WHAT YOU HAVE TO DO :: Work out how many lines in the records include the word "results", then answer with nothing but that number.

TASK MATERIAL ::

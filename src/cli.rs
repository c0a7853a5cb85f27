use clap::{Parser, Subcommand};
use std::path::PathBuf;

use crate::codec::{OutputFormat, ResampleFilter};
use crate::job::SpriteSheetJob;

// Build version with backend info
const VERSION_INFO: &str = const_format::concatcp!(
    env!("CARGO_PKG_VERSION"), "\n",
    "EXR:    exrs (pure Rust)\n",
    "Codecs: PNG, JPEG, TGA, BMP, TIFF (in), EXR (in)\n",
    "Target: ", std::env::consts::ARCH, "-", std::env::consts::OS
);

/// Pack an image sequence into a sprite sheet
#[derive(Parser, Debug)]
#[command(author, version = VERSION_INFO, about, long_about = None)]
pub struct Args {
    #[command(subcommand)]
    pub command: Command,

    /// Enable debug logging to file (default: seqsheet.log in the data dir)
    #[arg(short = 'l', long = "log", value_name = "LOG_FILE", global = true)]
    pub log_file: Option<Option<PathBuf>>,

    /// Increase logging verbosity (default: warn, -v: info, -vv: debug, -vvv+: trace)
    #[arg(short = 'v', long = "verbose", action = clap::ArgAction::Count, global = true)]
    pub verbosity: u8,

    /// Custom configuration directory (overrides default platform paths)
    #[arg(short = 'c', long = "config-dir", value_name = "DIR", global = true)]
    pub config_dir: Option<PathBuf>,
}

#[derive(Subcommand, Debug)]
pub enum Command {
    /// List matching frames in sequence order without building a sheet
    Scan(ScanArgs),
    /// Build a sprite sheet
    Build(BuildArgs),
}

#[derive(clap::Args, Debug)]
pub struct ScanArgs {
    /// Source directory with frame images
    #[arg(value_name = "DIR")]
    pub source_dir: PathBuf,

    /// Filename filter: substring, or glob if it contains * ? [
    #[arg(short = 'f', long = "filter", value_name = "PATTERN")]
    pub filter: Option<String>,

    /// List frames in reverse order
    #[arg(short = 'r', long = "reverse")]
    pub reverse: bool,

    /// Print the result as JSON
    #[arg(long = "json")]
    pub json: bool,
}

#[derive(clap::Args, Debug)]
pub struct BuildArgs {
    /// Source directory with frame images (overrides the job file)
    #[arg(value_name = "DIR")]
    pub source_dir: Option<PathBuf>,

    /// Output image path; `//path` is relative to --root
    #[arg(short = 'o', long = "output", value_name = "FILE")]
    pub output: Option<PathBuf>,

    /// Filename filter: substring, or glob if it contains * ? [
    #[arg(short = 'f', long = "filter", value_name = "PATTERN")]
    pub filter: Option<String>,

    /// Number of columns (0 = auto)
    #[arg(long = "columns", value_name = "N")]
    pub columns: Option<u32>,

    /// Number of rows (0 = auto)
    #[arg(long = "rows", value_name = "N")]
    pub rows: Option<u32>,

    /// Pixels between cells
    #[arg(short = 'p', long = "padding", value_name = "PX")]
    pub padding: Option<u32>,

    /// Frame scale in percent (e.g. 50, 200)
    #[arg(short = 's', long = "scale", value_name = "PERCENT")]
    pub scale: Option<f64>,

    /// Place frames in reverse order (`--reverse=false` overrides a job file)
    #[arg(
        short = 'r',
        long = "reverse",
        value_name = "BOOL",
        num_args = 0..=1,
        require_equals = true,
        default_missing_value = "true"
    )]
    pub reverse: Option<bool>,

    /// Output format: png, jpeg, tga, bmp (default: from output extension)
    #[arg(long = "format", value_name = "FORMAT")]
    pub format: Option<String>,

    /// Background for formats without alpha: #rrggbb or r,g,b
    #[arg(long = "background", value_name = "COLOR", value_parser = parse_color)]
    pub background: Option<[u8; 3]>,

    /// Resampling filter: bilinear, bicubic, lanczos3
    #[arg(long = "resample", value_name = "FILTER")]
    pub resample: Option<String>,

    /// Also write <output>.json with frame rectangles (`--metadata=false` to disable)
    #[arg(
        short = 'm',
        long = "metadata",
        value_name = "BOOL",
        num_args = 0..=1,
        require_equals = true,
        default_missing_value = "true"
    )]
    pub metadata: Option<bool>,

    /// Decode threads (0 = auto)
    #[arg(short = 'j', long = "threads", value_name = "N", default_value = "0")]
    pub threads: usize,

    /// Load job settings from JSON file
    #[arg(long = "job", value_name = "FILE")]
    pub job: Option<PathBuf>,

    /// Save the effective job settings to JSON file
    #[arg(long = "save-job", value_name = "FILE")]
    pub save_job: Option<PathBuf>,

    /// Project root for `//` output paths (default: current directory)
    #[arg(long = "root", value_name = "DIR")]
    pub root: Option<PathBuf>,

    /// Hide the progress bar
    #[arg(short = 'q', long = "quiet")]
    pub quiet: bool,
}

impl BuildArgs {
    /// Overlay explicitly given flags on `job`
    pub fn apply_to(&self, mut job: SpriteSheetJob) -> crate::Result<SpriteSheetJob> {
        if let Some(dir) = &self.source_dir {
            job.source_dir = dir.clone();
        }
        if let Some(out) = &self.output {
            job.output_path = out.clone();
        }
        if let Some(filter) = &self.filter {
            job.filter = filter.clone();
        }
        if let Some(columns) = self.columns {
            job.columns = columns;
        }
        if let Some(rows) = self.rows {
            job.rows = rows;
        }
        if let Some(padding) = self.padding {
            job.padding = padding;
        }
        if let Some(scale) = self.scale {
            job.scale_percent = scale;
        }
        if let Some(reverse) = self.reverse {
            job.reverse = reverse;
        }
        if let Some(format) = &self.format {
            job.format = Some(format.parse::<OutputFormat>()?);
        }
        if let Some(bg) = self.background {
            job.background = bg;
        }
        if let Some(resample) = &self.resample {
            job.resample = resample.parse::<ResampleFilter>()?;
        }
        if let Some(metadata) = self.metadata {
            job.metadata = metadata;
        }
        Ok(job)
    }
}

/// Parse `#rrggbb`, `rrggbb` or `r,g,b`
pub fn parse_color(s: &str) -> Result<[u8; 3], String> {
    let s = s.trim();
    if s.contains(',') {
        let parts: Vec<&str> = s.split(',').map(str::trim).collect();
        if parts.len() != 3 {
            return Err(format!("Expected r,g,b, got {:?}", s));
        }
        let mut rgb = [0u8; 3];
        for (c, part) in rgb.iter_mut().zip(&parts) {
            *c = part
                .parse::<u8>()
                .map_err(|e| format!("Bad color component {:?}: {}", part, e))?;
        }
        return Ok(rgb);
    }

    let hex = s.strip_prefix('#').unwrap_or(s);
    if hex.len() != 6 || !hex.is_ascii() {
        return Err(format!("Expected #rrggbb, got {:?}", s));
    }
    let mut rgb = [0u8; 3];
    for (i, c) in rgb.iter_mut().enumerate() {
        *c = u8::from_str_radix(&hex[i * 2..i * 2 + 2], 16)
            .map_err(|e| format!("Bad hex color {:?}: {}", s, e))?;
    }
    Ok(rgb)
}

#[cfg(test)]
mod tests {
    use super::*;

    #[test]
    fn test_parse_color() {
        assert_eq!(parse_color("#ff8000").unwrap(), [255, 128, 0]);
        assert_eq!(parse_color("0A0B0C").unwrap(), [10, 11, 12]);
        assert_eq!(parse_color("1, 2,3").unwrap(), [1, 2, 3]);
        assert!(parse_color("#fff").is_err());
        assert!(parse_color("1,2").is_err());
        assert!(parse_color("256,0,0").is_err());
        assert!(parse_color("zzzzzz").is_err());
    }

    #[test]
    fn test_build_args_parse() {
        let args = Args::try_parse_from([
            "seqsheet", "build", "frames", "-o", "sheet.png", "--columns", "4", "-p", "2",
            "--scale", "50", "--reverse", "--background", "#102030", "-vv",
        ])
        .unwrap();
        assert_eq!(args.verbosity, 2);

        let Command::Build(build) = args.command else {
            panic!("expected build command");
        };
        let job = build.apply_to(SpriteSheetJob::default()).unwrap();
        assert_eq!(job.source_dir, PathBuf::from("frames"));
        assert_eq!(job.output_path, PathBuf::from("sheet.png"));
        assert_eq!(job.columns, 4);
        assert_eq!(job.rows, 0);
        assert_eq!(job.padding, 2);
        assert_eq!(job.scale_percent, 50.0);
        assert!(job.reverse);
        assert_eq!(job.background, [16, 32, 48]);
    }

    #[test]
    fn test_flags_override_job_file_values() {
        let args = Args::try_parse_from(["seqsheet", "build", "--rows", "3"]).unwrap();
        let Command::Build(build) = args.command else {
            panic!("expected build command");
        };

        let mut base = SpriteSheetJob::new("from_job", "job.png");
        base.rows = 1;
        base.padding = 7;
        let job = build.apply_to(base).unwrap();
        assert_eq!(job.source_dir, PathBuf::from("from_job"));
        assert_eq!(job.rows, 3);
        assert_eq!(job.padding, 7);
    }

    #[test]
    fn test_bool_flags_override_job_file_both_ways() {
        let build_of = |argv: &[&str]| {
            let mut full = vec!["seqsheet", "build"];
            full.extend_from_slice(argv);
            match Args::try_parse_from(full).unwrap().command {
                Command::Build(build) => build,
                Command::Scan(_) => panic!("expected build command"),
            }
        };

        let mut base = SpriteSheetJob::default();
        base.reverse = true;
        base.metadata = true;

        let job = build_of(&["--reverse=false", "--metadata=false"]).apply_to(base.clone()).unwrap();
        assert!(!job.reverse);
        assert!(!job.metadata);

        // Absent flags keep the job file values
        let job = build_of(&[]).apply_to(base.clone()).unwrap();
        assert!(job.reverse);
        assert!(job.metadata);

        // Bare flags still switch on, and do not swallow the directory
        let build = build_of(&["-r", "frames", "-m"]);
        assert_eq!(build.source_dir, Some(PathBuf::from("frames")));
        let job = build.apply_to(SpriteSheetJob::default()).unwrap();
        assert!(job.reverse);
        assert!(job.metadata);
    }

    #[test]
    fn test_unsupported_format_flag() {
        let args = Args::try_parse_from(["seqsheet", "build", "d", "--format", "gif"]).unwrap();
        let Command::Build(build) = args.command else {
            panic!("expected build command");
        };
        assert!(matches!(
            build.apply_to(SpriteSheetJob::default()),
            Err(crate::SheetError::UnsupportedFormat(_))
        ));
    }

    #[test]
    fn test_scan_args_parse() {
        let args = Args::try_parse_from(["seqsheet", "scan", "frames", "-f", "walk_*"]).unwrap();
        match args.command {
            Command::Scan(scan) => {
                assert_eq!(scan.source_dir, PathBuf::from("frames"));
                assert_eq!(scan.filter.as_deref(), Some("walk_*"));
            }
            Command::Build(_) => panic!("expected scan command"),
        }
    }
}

* * *

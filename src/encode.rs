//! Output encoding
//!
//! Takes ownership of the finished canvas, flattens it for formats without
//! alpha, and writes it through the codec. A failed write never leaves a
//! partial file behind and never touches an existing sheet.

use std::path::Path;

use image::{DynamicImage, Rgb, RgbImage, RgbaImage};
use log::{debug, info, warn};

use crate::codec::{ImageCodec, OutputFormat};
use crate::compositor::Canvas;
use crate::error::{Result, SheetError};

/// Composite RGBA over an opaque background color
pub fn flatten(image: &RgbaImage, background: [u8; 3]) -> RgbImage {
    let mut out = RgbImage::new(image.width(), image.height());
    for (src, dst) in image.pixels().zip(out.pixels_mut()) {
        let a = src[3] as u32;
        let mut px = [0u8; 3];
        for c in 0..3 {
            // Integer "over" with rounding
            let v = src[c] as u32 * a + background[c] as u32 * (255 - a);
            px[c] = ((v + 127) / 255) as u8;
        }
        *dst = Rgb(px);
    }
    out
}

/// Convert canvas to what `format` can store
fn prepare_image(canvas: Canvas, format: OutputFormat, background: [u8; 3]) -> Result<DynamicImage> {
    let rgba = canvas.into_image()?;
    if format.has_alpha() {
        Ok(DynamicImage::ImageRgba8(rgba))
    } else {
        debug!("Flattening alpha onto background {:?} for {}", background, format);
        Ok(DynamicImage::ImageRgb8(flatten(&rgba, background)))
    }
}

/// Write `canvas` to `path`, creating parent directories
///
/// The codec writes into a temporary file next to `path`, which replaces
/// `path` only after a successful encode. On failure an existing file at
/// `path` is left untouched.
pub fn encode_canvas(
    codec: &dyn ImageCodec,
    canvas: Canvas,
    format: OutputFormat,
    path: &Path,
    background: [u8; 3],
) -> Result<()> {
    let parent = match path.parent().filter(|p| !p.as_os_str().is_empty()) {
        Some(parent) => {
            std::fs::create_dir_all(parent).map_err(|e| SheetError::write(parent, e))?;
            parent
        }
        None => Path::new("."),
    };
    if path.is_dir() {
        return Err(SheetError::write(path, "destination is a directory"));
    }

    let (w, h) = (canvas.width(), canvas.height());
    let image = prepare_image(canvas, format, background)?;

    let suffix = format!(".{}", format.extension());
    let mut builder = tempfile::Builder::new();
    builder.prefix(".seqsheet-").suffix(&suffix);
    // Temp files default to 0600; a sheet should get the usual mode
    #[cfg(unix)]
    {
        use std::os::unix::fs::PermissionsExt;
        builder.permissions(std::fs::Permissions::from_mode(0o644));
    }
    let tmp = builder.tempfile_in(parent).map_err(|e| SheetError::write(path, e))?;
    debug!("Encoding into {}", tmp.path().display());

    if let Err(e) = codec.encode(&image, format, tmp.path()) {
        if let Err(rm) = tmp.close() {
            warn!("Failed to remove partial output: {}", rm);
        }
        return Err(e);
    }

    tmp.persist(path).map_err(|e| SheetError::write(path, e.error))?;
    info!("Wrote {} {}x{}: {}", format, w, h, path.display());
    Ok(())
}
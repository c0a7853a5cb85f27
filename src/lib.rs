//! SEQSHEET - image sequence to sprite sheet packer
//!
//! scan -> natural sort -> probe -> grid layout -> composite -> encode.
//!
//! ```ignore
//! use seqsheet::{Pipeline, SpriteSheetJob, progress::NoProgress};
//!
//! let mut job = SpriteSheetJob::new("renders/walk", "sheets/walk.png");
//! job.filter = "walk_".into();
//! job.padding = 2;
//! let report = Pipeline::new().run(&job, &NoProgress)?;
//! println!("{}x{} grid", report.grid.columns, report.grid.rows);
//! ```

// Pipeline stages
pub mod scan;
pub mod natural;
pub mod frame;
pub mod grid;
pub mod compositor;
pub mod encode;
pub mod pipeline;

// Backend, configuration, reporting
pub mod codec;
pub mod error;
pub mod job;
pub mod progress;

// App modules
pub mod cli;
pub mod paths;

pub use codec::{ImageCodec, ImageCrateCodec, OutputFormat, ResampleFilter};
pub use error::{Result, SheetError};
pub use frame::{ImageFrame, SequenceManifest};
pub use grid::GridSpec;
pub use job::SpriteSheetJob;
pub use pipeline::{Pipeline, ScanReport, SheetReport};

--

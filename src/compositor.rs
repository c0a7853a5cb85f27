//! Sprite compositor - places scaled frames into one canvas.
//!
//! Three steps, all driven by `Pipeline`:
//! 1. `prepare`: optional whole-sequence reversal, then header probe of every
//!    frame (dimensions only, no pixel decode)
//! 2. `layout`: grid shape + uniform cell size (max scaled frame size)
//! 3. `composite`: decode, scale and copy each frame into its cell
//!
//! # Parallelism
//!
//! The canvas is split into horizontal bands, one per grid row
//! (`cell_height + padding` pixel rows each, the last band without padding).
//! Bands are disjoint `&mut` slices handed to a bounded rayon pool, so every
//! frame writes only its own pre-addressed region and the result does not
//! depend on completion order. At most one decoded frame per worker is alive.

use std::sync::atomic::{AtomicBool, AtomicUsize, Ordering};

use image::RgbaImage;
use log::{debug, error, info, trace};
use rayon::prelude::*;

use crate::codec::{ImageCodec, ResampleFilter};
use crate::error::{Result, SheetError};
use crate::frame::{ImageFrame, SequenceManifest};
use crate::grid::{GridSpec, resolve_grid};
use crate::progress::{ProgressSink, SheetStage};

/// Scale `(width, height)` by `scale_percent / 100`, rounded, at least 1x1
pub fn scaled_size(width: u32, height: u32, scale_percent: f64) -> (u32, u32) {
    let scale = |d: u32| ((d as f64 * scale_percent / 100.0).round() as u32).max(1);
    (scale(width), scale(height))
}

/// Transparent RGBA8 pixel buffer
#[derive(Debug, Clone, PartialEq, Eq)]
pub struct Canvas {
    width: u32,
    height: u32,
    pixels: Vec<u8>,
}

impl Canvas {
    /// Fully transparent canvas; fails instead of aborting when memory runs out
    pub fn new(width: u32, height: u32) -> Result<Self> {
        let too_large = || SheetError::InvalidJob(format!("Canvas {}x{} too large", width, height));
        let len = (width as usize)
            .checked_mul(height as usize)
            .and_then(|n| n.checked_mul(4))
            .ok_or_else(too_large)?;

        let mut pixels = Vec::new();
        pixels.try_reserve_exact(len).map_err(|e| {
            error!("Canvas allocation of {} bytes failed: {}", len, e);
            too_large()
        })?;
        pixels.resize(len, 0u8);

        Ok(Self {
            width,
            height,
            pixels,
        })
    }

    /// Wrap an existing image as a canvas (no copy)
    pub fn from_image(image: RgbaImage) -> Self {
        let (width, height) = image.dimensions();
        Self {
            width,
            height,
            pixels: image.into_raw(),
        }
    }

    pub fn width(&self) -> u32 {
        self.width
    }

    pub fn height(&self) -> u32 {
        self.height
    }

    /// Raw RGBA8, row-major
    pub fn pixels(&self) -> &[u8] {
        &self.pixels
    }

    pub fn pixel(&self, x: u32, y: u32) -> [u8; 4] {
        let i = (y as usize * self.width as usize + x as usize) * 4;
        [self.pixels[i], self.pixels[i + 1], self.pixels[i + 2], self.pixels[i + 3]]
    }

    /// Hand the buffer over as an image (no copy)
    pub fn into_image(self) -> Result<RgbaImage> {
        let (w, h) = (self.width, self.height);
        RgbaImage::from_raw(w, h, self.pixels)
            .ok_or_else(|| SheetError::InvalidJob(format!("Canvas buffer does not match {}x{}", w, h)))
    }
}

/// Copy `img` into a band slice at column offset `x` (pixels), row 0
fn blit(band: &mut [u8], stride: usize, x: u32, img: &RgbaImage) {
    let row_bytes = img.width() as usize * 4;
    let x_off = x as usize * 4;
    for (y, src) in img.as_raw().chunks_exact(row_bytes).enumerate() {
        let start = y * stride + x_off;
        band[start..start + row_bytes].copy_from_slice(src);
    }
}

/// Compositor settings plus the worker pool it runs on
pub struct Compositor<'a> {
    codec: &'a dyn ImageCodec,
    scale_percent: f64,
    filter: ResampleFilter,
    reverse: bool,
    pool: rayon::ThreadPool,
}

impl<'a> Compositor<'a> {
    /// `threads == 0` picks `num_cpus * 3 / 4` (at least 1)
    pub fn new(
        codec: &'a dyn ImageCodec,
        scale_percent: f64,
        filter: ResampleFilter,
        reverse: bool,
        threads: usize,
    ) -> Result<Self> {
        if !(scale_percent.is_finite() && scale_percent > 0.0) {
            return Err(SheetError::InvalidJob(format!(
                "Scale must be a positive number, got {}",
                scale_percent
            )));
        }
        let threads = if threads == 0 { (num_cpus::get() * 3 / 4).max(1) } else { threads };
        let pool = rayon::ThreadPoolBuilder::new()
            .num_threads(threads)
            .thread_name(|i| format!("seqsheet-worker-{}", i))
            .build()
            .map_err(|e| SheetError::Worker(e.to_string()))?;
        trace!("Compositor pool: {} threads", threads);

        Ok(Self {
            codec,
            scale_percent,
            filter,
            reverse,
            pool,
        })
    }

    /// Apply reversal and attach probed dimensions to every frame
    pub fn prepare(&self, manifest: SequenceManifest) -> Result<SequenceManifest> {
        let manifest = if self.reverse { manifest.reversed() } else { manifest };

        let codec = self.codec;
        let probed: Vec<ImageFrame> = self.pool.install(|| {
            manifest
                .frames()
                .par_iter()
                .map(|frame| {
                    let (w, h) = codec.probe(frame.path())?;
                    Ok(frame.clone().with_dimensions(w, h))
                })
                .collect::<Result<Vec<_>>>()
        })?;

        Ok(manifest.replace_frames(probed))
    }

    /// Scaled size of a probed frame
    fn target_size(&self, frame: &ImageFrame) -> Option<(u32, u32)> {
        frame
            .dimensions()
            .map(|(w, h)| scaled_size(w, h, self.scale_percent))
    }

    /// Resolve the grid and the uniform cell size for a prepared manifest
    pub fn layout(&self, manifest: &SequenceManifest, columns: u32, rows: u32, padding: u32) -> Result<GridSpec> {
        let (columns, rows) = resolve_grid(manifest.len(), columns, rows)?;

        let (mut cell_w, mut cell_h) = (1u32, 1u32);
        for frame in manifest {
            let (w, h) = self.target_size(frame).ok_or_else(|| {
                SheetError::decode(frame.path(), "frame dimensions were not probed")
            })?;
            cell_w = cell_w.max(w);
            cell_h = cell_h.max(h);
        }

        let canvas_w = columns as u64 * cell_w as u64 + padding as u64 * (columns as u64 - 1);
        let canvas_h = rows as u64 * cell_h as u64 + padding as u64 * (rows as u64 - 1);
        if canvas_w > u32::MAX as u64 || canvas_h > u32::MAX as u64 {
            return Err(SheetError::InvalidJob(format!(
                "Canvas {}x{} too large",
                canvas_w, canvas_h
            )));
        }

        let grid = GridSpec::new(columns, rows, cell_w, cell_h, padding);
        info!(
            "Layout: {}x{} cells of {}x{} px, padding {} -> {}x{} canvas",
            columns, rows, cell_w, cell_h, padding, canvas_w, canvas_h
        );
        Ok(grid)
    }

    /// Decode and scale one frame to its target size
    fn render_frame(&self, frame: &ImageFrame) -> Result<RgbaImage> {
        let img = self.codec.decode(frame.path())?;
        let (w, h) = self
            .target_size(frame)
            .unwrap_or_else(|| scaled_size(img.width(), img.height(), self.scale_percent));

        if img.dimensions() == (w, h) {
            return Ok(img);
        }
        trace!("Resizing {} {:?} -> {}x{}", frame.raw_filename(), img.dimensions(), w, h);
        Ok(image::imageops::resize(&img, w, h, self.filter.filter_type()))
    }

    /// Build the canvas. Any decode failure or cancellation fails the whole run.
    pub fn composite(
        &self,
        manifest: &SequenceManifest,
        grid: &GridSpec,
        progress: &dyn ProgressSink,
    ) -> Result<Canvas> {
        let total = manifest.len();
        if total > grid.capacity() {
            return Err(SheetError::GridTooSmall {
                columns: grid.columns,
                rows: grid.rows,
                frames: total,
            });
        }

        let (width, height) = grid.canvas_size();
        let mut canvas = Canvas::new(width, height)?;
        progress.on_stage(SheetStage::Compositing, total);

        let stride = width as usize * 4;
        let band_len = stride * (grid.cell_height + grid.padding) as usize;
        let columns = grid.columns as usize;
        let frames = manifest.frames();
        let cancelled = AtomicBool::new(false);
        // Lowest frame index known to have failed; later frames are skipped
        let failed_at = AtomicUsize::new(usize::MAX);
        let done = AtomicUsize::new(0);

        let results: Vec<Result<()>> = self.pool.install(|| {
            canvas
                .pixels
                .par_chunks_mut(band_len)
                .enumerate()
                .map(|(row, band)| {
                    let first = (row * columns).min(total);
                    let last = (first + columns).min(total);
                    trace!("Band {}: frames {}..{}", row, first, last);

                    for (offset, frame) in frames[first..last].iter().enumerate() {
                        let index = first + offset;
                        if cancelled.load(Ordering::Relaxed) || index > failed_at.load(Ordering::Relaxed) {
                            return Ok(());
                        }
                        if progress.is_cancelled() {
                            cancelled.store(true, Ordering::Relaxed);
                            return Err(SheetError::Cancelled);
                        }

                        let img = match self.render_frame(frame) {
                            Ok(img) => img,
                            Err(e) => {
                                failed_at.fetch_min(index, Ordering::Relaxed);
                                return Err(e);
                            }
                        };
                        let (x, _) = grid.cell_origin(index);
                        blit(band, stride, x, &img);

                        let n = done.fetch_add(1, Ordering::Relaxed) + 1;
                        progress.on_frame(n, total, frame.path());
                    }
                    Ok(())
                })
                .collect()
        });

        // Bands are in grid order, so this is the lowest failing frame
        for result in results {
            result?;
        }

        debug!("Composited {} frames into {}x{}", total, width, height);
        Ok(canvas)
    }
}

EXERCISE RESULT :: 2